Berita

Aparat Pengadilan Positif Covid-19 Meningkat, MA Diminta Lakukan Empat Hal Ini

Mulai menutup sementara minimal selama 14 hari semua layanan pengadilan; kewajiban rapid test/swab test; memaksimalkan sistem WFH atau sistem kerja bergiliran, melakukan persidangan daring; hingga menerapkan protokol kesehatan secara ketat.

Oleh:
Agus Sahbani
Bacaan 2 Menit
Petugas saat menyemprotkan disinfektan di ruang sidang pengadilan. Foto: RES
Petugas saat menyemprotkan disinfektan di ruang sidang pengadilan. Foto: RES

Hingga Rabu (31/8/2020), berdasarkan pemberitaan sejumlah media, Koalisi Pemantau Peradilan menilai kasus aparat pengadilan yang positif Covid-19 terus meningkat, mulai pimpinan pengadilan, hakim, panitera, pegawai. Koalisi mencatat ada sekitar 86 orang yang positif Covid-19 tersebar di 16 pengadilan seluruh Indonesia.

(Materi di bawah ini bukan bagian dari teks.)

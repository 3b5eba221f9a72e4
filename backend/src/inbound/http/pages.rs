//! Askama page templates and their view models.
//!
//! Templates live under `templates/` and share the Bootstrap layout. Handlers
//! build the view models here and hand them to [`render`]; domain types never
//! reach a template directly.

use actix_web::HttpResponse;
use actix_web::http::StatusCode;
use actix_web::http::header::ContentType;
use askama::Template;
use pagination::{Page, PageNumber};

use crate::domain::{Error, Product};

use super::flash::FlashMessage;
use super::forms::{ProductForm, ValidationErrors};

/// Row-level view of a product.
#[derive(Debug, Clone)]
pub struct ProductView {
    /// Storage identifier, used to build resource links.
    pub id: i32,
    /// Product name.
    pub name: String,
    /// Product detail text.
    pub detail: String,
    /// Creation timestamp, preformatted for display.
    pub created_at: String,
    /// Last-update timestamp, preformatted for display.
    pub updated_at: String,
}

const TIMESTAMP_FORMAT: &str = "%Y-%m-%d %H:%M";

impl From<Product> for ProductView {
    fn from(product: Product) -> Self {
        Self {
            id: product.id().get(),
            name: product.name().as_str().to_owned(),
            detail: product.detail().as_str().to_owned(),
            created_at: product.created_at().format(TIMESTAMP_FORMAT).to_string(),
            updated_at: product.updated_at().format(TIMESTAMP_FORMAT).to_string(),
        }
    }
}

/// Pagination controls derived from a page envelope.
#[derive(Debug, Clone)]
pub struct PaginationView {
    /// 1-based current page.
    pub current: u32,
    /// Total number of pages (at least one).
    pub total_pages: u32,
    /// Total number of records across all pages.
    pub total_items: u64,
    /// Preceding page number, when one exists.
    pub previous: Option<u32>,
    /// Following page number, when one exists.
    pub next: Option<u32>,
}

impl PaginationView {
    /// Derive the controls from any page envelope.
    pub fn from_page<T>(page: &Page<T>) -> Self {
        Self {
            current: page.number().get(),
            total_pages: page.total_pages(),
            total_items: page.total_items(),
            previous: page.previous().map(PageNumber::get),
            next: page.next().map(PageNumber::get),
        }
    }
}

/// Submitted values echoed back into a form render.
#[derive(Debug, Clone, Default)]
pub struct FormView {
    /// Name input value.
    pub name: String,
    /// Detail textarea value.
    pub detail: String,
}

impl FormView {
    /// Echo a submitted form exactly as the user typed it.
    pub fn from_form(form: &ProductForm) -> Self {
        Self {
            name: form.name.clone().unwrap_or_default(),
            detail: form.detail.clone().unwrap_or_default(),
        }
    }

    /// Pre-fill from a stored record for the edit form.
    pub fn from_product(product: &ProductView) -> Self {
        Self {
            name: product.name.clone(),
            detail: product.detail.clone(),
        }
    }
}

/// Paginated product listing.
#[derive(Template)]
#[template(path = "products/index.html")]
pub struct IndexPage {
    /// Pending flash message consumed by this render.
    pub flash: Option<FlashMessage>,
    /// Products on the current page, newest first.
    pub products: Vec<ProductView>,
    /// Pagination controls.
    pub pagination: PaginationView,
}

/// Single-product detail view.
#[derive(Template)]
#[template(path = "products/show.html")]
pub struct ShowPage {
    /// The displayed product.
    pub product: ProductView,
}

/// Creation form, empty or re-rendered with messages.
#[derive(Template)]
#[template(path = "products/new.html")]
pub struct NewPage {
    /// Current input values.
    pub form: FormView,
    /// Field messages from the last submission.
    pub errors: ValidationErrors,
}

/// Edit form pre-filled with the stored record or the last submission.
#[derive(Template)]
#[template(path = "products/edit.html")]
pub struct EditPage {
    /// Identifier of the record being edited.
    pub id: i32,
    /// Current input values.
    pub form: FormView,
    /// Field messages from the last submission.
    pub errors: ValidationErrors,
}

/// Shared error page for not-found and server failures.
#[derive(Template)]
#[template(path = "error.html")]
pub struct ErrorPage {
    /// Numeric HTTP status.
    pub status: u16,
    /// Canonical reason phrase for the status.
    pub title: String,
    /// Message shown to the user.
    pub message: String,
}

impl ErrorPage {
    /// Build the page for a status code and user-facing message.
    pub fn new(status: StatusCode, message: impl Into<String>) -> Self {
        Self {
            status: status.as_u16(),
            title: status.canonical_reason().unwrap_or("Error").to_owned(),
            message: message.into(),
        }
    }

    /// Render to a body string; the caller decides the fallback on failure.
    pub fn render_body(&self) -> Result<String, askama::Error> {
        self.render()
    }
}

/// Render a template into an HTML response with the given status.
pub(crate) fn render<T: Template>(template: &T, status: StatusCode) -> Result<HttpResponse, Error> {
    let body = template
        .render()
        .map_err(|error| Error::internal(format!("template render failed: {error}")))?;
    Ok(HttpResponse::build(status)
        .content_type(ContentType::html())
        .body(body))
}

Respon tindakan pengadilan ditemukan masih beragam, mulai terdapat pengadilan yang menutup total pengadilan (lockdown), ada yang menunda sidang, mengurangi jadwal sidang, melakukan rapid test atau swab test, hingga hanya melakukan penyemprotan dan tetap membuka pelayanan.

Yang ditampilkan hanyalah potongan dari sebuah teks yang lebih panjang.